Abstract: FR-OR64
Derivation of a Simple Risk Model for Cardiac Surgery-Associated AKI
Session Information
- Innovative AKI Strategies and Drug Discoveries
October 25, 2024 | Location: Room 7, Convention Center
Abstract Time: 04:30 PM - 04:40 PM
Category: Acute Kidney Injury
- 101 AKI: Epidemiology, Risk Factors, and Prevention
Authors
- Durai, Lavanya, Brigham and Women's Hospital, Boston, Massachusetts, United States
- Dias, Julie-Alexia, Harvard T H Chan School of Public Health, Boston, Massachusetts, United States
- Short, Samuel, Brigham and Women's Hospital, Boston, Massachusetts, United States
- Sabe, Ashraf, Brigham and Women's Hospital, Boston, Massachusetts, United States
- Redaelli, Simone, Beth Israel Deaconess Medical Center, Boston, Massachusetts, United States
- Schaefer, Maximilian S., Beth Israel Deaconess Medical Center, Boston, Massachusetts, United States
- Garcia, Daniela, Beth Israel Deaconess Medical Center, Boston, Massachusetts, United States
- Khabbaz, Kamal, Beth Israel Deaconess Medical Center, Boston, Massachusetts, United States
- Shaefi, Shahzad, Beth Israel Deaconess Medical Center, Boston, Massachusetts, United States
- Leaf, David E., Brigham and Women's Hospital, Boston, Massachusetts, United States
Background
Cardiac surgery-associated acute kidney injury (CSA-AKI) is a frequent postoperative complication.
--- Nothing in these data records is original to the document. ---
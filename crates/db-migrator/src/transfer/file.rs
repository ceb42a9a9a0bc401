//! Row sources and sinks backed by dump files.

use async_trait::async_trait;
use bytes::BytesMut;
use futures::StreamExt;
use std::path::{Path, PathBuf};
use tokio::fs::File;
use tokio::io::{AsyncWriteExt, BufWriter};
use tokio_util::codec::{Encoder, FramedRead};
use tracing::debug;

use crate::core::value::Row;
use crate::error::{MigrateError, Result};

use super::format::FormatCodec;
use super::unit::{RowSink, RowSource};

/// Dump file path for a table: `<dir>/<table>.<format>`.
pub fn table_file(dir: &Path, table: &str, format: &str) -> PathBuf {
    dir.join(format!("{}.{}", table, format))
}

fn not_open(path: &Path) -> MigrateError {
    MigrateError::Io(std::io::Error::new(
        std::io::ErrorKind::NotConnected,
        format!("{} is not open", path.display()),
    ))
}

/// Reads rows from a file through a format codec.
pub struct FileRowSource {
    path: PathBuf,
    codec: Option<FormatCodec>,
    reader: Option<FramedRead<File, FormatCodec>>,
    format: &'static str,
}

impl FileRowSource {
    pub fn new(path: impl Into<PathBuf>, codec: FormatCodec) -> Self {
        Self {
            path: path.into(),
            format: codec.name(),
            codec: Some(codec),
            reader: None,
        }
    }
}

#[async_trait]
impl RowSource for FileRowSource {
    async fn open(&mut self) -> Result<()> {
        let codec = self.codec.take().ok_or_else(|| {
            MigrateError::Io(std::io::Error::new(
                std::io::ErrorKind::AlreadyExists,
                format!("{} was already opened", self.path.display()),
            ))
        })?;
        let file = File::open(&self.path).await?;
        self.reader = Some(FramedRead::new(file, codec));
        debug!("Reading {}", self.path.display());
        Ok(())
    }

    async fn next_row(&mut self) -> Result<Option<Row>> {
        let reader = self.reader.as_mut().ok_or_else(|| not_open(&self.path))?;
        match reader.next().await {
            None => Ok(None),
            Some(Ok(Ok(row))) => Ok(Some(row)),
            Some(Ok(Err(e))) | Some(Err(e)) => Err(e),
        }
    }

    async fn close(&mut self) -> Result<()> {
        self.reader = None;
        Ok(())
    }

    fn describe(&self) -> String {
        format!("{} file {}", self.format, self.path.display())
    }
}

/// Writes rows to a file through a format codec.
///
/// Rows are encoded into memory and reach the file on commit.
pub struct FileRowSink {
    path: PathBuf,
    codec: FormatCodec,
    buffer: BytesMut,
    writer: Option<BufWriter<File>>,
}

impl FileRowSink {
    pub fn new(path: impl Into<PathBuf>, codec: FormatCodec) -> Self {
        Self {
            path: path.into(),
            codec,
            buffer: BytesMut::new(),
            writer: None,
        }
    }
}

#[async_trait]
impl RowSink for FileRowSink {
    async fn open(&mut self) -> Result<()> {
        if let Some(parent) = self.path.parent().filter(|p| !p.as_os_str().is_empty()) {
            tokio::fs::create_dir_all(parent).await?;
        }
        let mut writer = BufWriter::new(File::create(&self.path).await?);
        let mut header = BytesMut::new();
        self.codec.encode_header(&mut header)?;
        writer.write_all(&header).await?;
        writer.flush().await?;
        self.writer = Some(writer);
        debug!("Writing {}", self.path.display());
        Ok(())
    }

    async fn write_row(&mut self, row: Row) -> Result<()> {
        self.codec.encode(row, &mut self.buffer)
    }

    async fn commit(&mut self) -> Result<()> {
        let writer = self.writer.as_mut().ok_or_else(|| not_open(&self.path))?;
        writer.write_all(&self.buffer).await?;
        writer.flush().await?;
        self.buffer.clear();
        Ok(())
    }

    async fn close(&mut self) -> Result<()> {
        if !self.buffer.is_empty() {
            debug!(
                "Discarding {} uncommitted bytes for {}",
                self.buffer.len(),
                self.path.display()
            );
            self.buffer.clear();
        }
        if let Some(mut writer) = self.writer.take() {
            writer.flush().await?;
            writer.into_inner().sync_all().await?;
        }
        Ok(())
    }

    fn describe(&self) -> String {
        format!("{} file {}", self.codec.name(), self.path.display())
    }
}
Existing models to predict CSA-AKI have key limitations, including reliance on diagnostic codes, use of noncontemporary data, a focus on AKI requiring dialysis, and inclusion of intra/postoperative variables. Further, most studies are single-centered.
Methods
We collected detailed data from 36,658 adults who underwent cardiac surgery at 3 academic medical centers in Boston, MA, between 2008-2022. Data were derived from the Society for Thoracic Surgeons Database, which includes >1,000 perioperative variables, along with electronic medical records. Candidate predictors included demographics, comorbidities, medications, labs, illness severity, and surgical characteristics, each assessed preoperatively. The primary outcome was CSA-AKI, defined as a ≥100% increase in serum creatinine or dialysis initiation within 5 days following surgery. We used multivariable logistic regression with backward elimination.
Results
A total of 1687 patients (4.6%) developed CSA-AKI. The final model included 15 variables (Fig. 1A). A higher CSA-AKI score monotonically predicted a higher risk of CSA-AKI (Fig. 1B). Patients in the highest risk group had a 33.10-fold higher risk of CSA-AKI than those in the lowest risk group (Fig. 1C). The model had significantly better discrimination for CSA-AKI (AUC 0.75) than previously published models tested in the current cohort, the AUCs for which ranged from 0.64 to 0.69 (P<0.001) (Fig. 1D).
Conclusion
A simple 15-variable risk score predicts CSA-AKI more accurately than previously published models.